2008年11月8日土曜日

またも未受診妊婦

どこにも受診したことのない妊婦が仕事場で分娩をしたというので救急隊が臍の緒でつながった赤ちゃんごと搬送してきた。今度は幸い早産ではなかったようで、赤ちゃんは3000g前後あり、元気だ。
こういう妊婦の共通点は、こちらが手を尽くして搬送しても、分娩の面倒を見ても、決して「ごめんなさい」とか「すみみませんでした」とか「ありがとうございました」と言わないこと。まるで自分が被害者であるかのように泣きじゃくったり、痛い痛いとだだをこねている。
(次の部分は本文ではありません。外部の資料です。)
use glam::IVec3;
use std::collections::HashSet;

use crate::bfs::{from_fn, shortest_paths};

const FACES: [IVec3; 6] = [
    IVec3::X,
    IVec3::NEG_X,
    IVec3::Y,
    IVec3::NEG_Y,
    IVec3::Z,
    IVec3::NEG_Z,
];

/// Faces of unit cubes not touching another cube, air pockets included.
pub fn surface_area(cubes: &[IVec3]) -> usize {
    let solid: HashSet<IVec3> = cubes.iter().copied().collect();
    solid
        .iter()
        .flat_map(|&cube| FACES.iter().map(move |&d| cube + d))
        .filter(|side| !solid.contains(side))
        .count()
}

/// Faces reachable by air flowing in from outside the droplet.
///
/// Air is flood-filled through a bounding box padded by one cell on every
/// side, so the corner is always outside and every exterior face borders the
/// fill.
#[tracing::instrument(skip_all, fields(cubes = cubes.len()))]
pub fn exterior_surface_area(cubes: &[IVec3]) -> usize {
    let solid: HashSet<IVec3> = cubes.iter().copied().collect();
    let Some(first) = solid.iter().next() else {
        return 0;
    };
    let (lo, hi) = solid
        .iter()
        .fold((*first, *first), |(lo, hi), &c| (lo.min(c), hi.max(c)));
    let (lo, hi) = (lo - IVec3::ONE, hi + IVec3::ONE);

    let air = from_fn(|&p: &IVec3| {
        FACES
            .iter()
            .map(|&d| p + d)
            .filter(|&q| q.cmpge(lo).all() && q.cmple(hi).all() && !solid.contains(&q))
            .collect()
    });
    let outside = shortest_paths(&air, lo);

    solid
        .iter()
        .flat_map(|&cube| FACES.iter().map(move |&d| cube + d))
        .filter(|side| outside.contains_key(side))
        .count()
}
use glam::IVec2;
use itertools::iproduct;
use miette::*;
use std::collections::HashMap;

use crate::bfs::{reversed, shortest_paths};

/// Orthogonal steps, in the order successors are listed.
pub const ORTHOGONAL: [IVec2; 4] = [IVec2::NEG_Y, IVec2::Y, IVec2::NEG_X, IVec2::X];

pub const HIGHEST: u8 = 25;

/// Every cell of a `width` x `height` grid linked to its orthogonal neighbours.
pub fn uniform_grid(width: i32, height: i32) -> HashMap<IVec2, Vec<IVec2>> {
    let inside = |p: IVec2| p.x >= 0 && p.y >= 0 && p.x < width && p.y < height;
    iproduct!(0..height, 0..width)
        .map(|(y, x)| IVec2::new(x, y))
        .map(|p| {
            let successors = ORTHOGONAL.iter().map(|&d| p + d).filter(|&q| inside(q)).collect();
            (p, successors)
        })
        .collect()
}

/// Terrain where a step may climb at most one unit but drop any amount.
#[derive(Debug, Clone)]
pub struct HeightMap {
    width: i32,
    height: i32,
    elevations: Vec<u8>,
    start: IVec2,
    end: IVec2,
}

impl HeightMap {
    pub fn new(rows: Vec<Vec<u8>>, start: IVec2, end: IVec2) -> Result<Self> {
        let width = rows.first().map(Vec::len).unwrap_or(0);
        ensure!(width > 0, "Height map has no cells");
        if let Some((y, row)) = rows.iter().enumerate().find(|(_, row)| row.len() != width) {
            bail!("Row {y} has {} cells, expected {width}", row.len());
        }
        let elevations: Vec<u8> = rows.into_iter().flatten().collect();
        if let Some(&e) = elevations.iter().find(|&&e| e > HIGHEST) {
            bail!("Elevation {e} is above the highest level {HIGHEST}");
        }

        let map = Self {
            width: width as i32,
            height: (elevations.len() / width) as i32,
            elevations,
            start,
            end,
        };
        ensure!(map.contains(start), "Start {start} lies outside the map");
        ensure!(map.contains(end), "End {end} lies outside the map");
        Ok(map)
    }

    /// Builds a map from rows of `a..=z`, with `S` (lowest) as start and `E`
    /// (highest) as end.
    pub fn from_letters<S: AsRef<str>>(rows: &[S]) -> Result<Self> {
        let mut start = None;
        let mut end = None;
        let mut grid = Vec::with_capacity(rows.len());

        for (y, row) in rows.iter().enumerate() {
            let mut cells = Vec::new();
            for (x, c) in row.as_ref().chars().enumerate() {
                let here = IVec2::new(x as i32, y as i32);
                let elevation = match c {
                    'S' => {
                        start = Some(here);
                        0
                    }
                    'E' => {
                        end = Some(here);
                        HIGHEST
                    }
                    'a'..='z' => c as u8 - b'a',
                    other => bail!("Unexpected terrain {other:?} at {here}"),
                };
                cells.push(elevation);
            }
            grid.push(cells);
        }

        let start = start.ok_or(miette!("No start position 'S' found"))?;
        let end = end.ok_or(miette!("No end position 'E' found"))?;
        Self::new(grid, start, end)
    }

    fn contains(&self, p: IVec2) -> bool {
        p.x >= 0 && p.y >= 0 && p.x < self.width && p.y < self.height
    }

    pub fn elevation(&self, p: IVec2) -> Option<u8> {
        self.contains(p)
            .then(|| self.elevations[(p.y * self.width + p.x) as usize])
    }

    fn cells(&self) -> impl Iterator<Item = IVec2> + '_ {
        iproduct!(0..self.height, 0..self.width).map(|(y, x)| IVec2::new(x, y))
    }

    /// Walkable steps: into any orthogonal neighbour at most one unit higher.
    pub fn graph(&self) -> HashMap<IVec2, Vec<IVec2>> {
        self.cells()
            .map(|p| {
                let limit = self.elevation(p).unwrap_or(0) + 1;
                let successors = ORTHOGONAL
                    .iter()
                    .map(|&d| p + d)
                    .filter(|&q| self.elevation(q).is_some_and(|e| e <= limit))
                    .collect();
                (p, successors)
            })
            .collect()
    }

    #[tracing::instrument(skip(self))]
    pub fn steps_from_start(&self) -> Result<usize> {
        shortest_paths(&self.graph(), self.start)
            .get(&self.end)
            .copied()
            .ok_or(miette!("End {} is unreachable from start {}", self.end, self.start))
    }

    /// Shortest climb to the end from any cell at the lowest elevation.
    ///
    /// One traversal backwards from the end answers every candidate at once.
    #[tracing::instrument(skip(self))]
    pub fn fewest_steps_from_lowest(&self) -> Result<usize> {
        let backwards = shortest_paths(&reversed(&self.graph()), self.end);
        self.cells()
            .filter(|&p| self.elevation(p) == Some(0))
            .filter_map(|p| backwards.get(&p).copied())
            .min()
            .ok_or(miette!("No lowest cell can reach end {}", self.end))
    }
}

#[cfg(test)]
mod tests {
    use super::*;

    use rstest::rstest;

    const EXAMPLE: [&str; 5] = ["Sabqponm", "abcryxxl", "accszExk", "acctuvwj", "abdefghi"];

    #[test]
    fn it_works() -> Result<()> {
        let map = HeightMap::from_letters(&EXAMPLE)?;
        assert_eq!(31, map.steps_from_start()?);
        assert_eq!(29, map.fewest_steps_from_lowest()?);
        Ok(())
    }

    #[rstest]
    #[case(IVec2::new(4, 4), 8)]
    #[case(IVec2::new(0, 4), 4)]
    #[case(IVec2::new(2, 3), 5)]
    #[case(IVec2::ZERO, 0)]
    fn open_grid_is_manhattan(#[case] target: IVec2, #[case] expected: usize) {
        let distances = shortest_paths(&uniform_grid(5, 5), IVec2::ZERO);
        assert_eq!(distances.len(), 25);
        assert_eq!(distances[&target], expected);
    }

    #[test]
    fn cliffs_only_block_climbing() -> Result<()> {
        let map = HeightMap::from_letters(&["SaE"])?;
        assert!(map.steps_from_start().is_err());

        let down = HeightMap::new(vec![vec![25, 0]], IVec2::new(0, 0), IVec2::new(1, 0))?;
        assert_eq!(1, down.steps_from_start()?);
        Ok(())
    }

    #[rstest]
    #[case(&["Sa", "b"])]
    #[case(&["abc"])]
    #[case(&["S#E"])]
    fn rejects_malformed_maps(#[case] rows: &[&str]) {
        assert!(HeightMap::from_letters(rows).is_err());
    }
}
実はこの人たちは自分が社会的に指弾されるべきことをしたと十分わかっているに違いない。医療者とコミュニケーションを始めてしまえば、当然「どうして病院行かなかったの」と叱られることを知っている。だから自分が子供になったかのように泣き叫ぶことで対話を拒否していると推測する。
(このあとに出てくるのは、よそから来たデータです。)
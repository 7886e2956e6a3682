//! Unit-weight shortest paths over lazily expanded graphs, and the puzzles
//! that lean on them.

pub mod basin;
pub mod bfs;
pub mod droplet;
pub mod grid;

pub use bfs::{distance, first_reached, from_fn, reversed, shortest_paths, FromFn, Graph};
use aoc2022_shortest_path::shortest_paths;
use itertools::Itertools;
use miette::*;
use std::collections::HashMap;

use crate::search::{Problem, Search};

#[derive(Debug, Clone, PartialEq, Eq)]
pub struct Valve {
    pub name: String,
    pub flow: u32,
    pub tunnels: Vec<String>,
}

impl Valve {
    pub fn new(name: &str, flow: u32, tunnels: &[&str]) -> Self {
        Self {
            name: name.to_string(),
            flow,
            tunnels: tunnels.iter().map(ToString::to_string).collect(),
        }
    }
}

/// Valves joined by tunnels that each take one minute to walk.
#[derive(Debug, Clone)]
pub struct ValveNetwork {
    valves: Vec<Valve>,
    index: HashMap<String, usize>,
    tunnels: HashMap<usize, Vec<usize>>,
}

impl ValveNetwork {
    pub fn new(valves: Vec<Valve>) -> Result<Self> {
        let mut index = HashMap::with_capacity(valves.len());
        for (i, valve) in valves.iter().enumerate() {
            if index.insert(valve.name.clone(), i).is_some() {
                bail!("Valve {} is listed twice", valve.name);
            }
        }

        let mut tunnels = HashMap::with_capacity(valves.len());
        for (i, valve) in valves.iter().enumerate() {
            let ends = valve
                .tunnels
                .iter()
                .map(|name| {
                    index
                        .get(name)
                        .copied()
                        .ok_or(miette!("Tunnel from {} leads to unknown valve {name}", valve.name))
                })
                .collect::<Result<Vec<_>>>()?;
            tunnels.insert(i, ends);
        }

        Ok(Self {
            valves,
            index,
            tunnels,
        })
    }

    /// Reduces the network to the valves worth opening and the walking
    /// distances between them.
    pub fn schedule(&self, start: &str, minutes: u32, agents: u32) -> Result<ValveSchedule> {
        let start = *self
            .index
            .get(start)
            .ok_or(miette!("Start valve {start} is not in the network"))?;
        ensure!(agents > 0, "At least one agent is needed to open valves");

        let targets: Vec<usize> = (0..self.valves.len())
            .filter(|&i| self.valves[i].flow > 0)
            .collect();
        ensure!(
            targets.len() <= 64,
            "{} valves with positive flow exceed the 64 a schedule can track",
            targets.len()
        );

        let distances_from = |origin: usize| -> Vec<Option<u32>> {
            let reached = shortest_paths(&self.tunnels, origin);
            targets
                .iter()
                .map(|t| reached.get(t).map(|&d| d as u32))
                .collect()
        };

        Ok(ValveSchedule {
            flows: targets.iter().map(|&t| self.valves[t].flow).collect(),
            from_start: distances_from(start),
            travel: targets.iter().map(|&t| distances_from(t)).collect(),
            minutes,
            agents,
        })
    }

    /// Most pressure `agents` can release in `minutes` each, all setting out
    /// from `start`.
    #[tracing::instrument(skip(self))]
    pub fn most_pressure(&self, start: &str, minutes: u32, agents: u32) -> Result<u32> {
        let schedule = self.schedule(start, minutes, agents)?;
        let outcome = Search::new(&schedule).best_score(&schedule.initial(), 0);
        Ok(outcome.score)
    }
}

/// Valve opening as a search problem.
///
/// Agents take turns: the first one plans its whole walk, then hands over to
/// the next, who starts at the start valve with a fresh clock and only the
/// valves still closed. Any split of the valves between agents is reachable
/// this way.
#[derive(Debug, Clone)]
pub struct ValveSchedule {
    flows: Vec<u32>,
    /// Distance from the start valve to each target, if reachable.
    from_start: Vec<Option<u32>>,
    travel: Vec<Vec<Option<u32>>>,
    minutes: u32,
    agents: u32,
}

#[derive(Debug, Clone, Copy, PartialEq, Eq)]
pub struct Crew {
    /// Target the active agent last opened; `None` while still at the start.
    position: Option<usize>,
    minutes: u32,
    closed: u64,
    released: u32,
    /// Agents that have not set out yet.
    waiting: u32,
}

#[derive(Debug, Clone, Copy, PartialEq, Eq)]
pub enum Move {
    Open(usize),
    HandOver,
}

impl ValveSchedule {
    pub fn initial(&self) -> Crew {
        Crew {
            position: None,
            minutes: self.minutes,
            closed: if self.flows.len() == 64 {
                u64::MAX
            } else {
                (1 << self.flows.len()) - 1
            },
            released: 0,
            waiting: self.agents - 1,
        }
    }

    fn closed(&self, crew: &Crew) -> impl Iterator<Item = usize> + '_ {
        let closed = crew.closed;
        (0..self.flows.len()).filter(move |&t| closed & (1 << t) != 0)
    }

    fn walk(&self, position: Option<usize>, target: usize) -> Option<u32> {
        match position {
            Some(from) => self.travel[from][target],
            None => self.from_start[target],
        }
    }

    /// Latest minutes at which an agent could possibly open valves, from
    /// `minutes` left at `position`: opening takes a minute and distinct
    /// valves are at least a minute apart.
    fn slots(&self, crew: &Crew, position: Option<usize>, minutes: u32) -> impl Iterator<Item = u32> {
        let on_closed_valve = self
            .closed(crew)
            .any(|t| self.walk(position, t) == Some(0));
        let first = minutes.saturating_sub(if on_closed_valve { 1 } else { 2 });
        (1..=first).rev().step_by(2)
    }
}

impl Problem for ValveSchedule {
    type State = Crew;
    type Action = Move;

    fn budget(&self, crew: &Crew) -> u32 {
        crew.minutes + crew.waiting * self.minutes
    }

    fn value(&self, crew: &Crew) -> u32 {
        crew.released
    }

    /// Pairs the strongest closed valves with the latest opening times any
    /// agent could manage, as if every valve were one step from the next.
    fn upper_bound(&self, crew: &Crew) -> u32 {
        let mut slots: Vec<u32> = self.slots(crew, crew.position, crew.minutes).collect();
        for _ in 0..crew.waiting {
            slots.extend(self.slots(crew, None, self.minutes));
        }

        let potential: u32 = self
            .closed(crew)
            .map(|t| self.flows[t])
            .sorted_unstable_by(|a, b| b.cmp(a))
            .zip(slots.into_iter().sorted_unstable_by(|a, b| b.cmp(a)))
            .map(|(flow, minutes)| flow * minutes)
            .sum();
        crew.released + potential
    }

    fn actions(&self, crew: &Crew) -> Vec<Move> {
        let mut moves: Vec<Move> = self.closed(crew).map(Move::Open).collect();
        if crew.waiting > 0 {
            moves.push(Move::HandOver);
        }
        moves
    }

    fn apply(&self, crew: &Crew, action: Move) -> Option<Crew> {
        match action {
            Move::Open(target) => {
                let distance = self.walk(crew.position, target)?;
                let minutes = crew.minutes.checked_sub(distance + 1).filter(|&m| m > 0)?;
                Some(Crew {
                    position: Some(target),
                    minutes,
                    closed: crew.closed & !(1 << target),
                    released: crew.released + self.flows[target] * minutes,
                    waiting: crew.waiting,
                })
            }
            Move::HandOver => Some(Crew {
                position: None,
                minutes: self.minutes,
                waiting: crew.waiting.checked_sub(1)?,
                ..*crew
            }),
        }
    }
}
当然ながら医療者側もこうした妊婦に対して温かい気持ちが持てるはずもない。こういうお産に喜びを感じられるN大くんは特別に人間の器が大きいのだろう。せめて分娩費用をきちんと払っていってくれることを願うのみであるが、費用徴収に我々が直接関与することはなく、あとは医務課とソーシャルワーカーさんのお仕事である。
せめて夜中でなくて日中でよかった。
ちなみに赤ちゃんは仕事場で生まれたが、胎盤は搬送されてきた後分娩室で娩出されたので、分娩費用は請求できるのだ。これも「でかした」ことの一つである。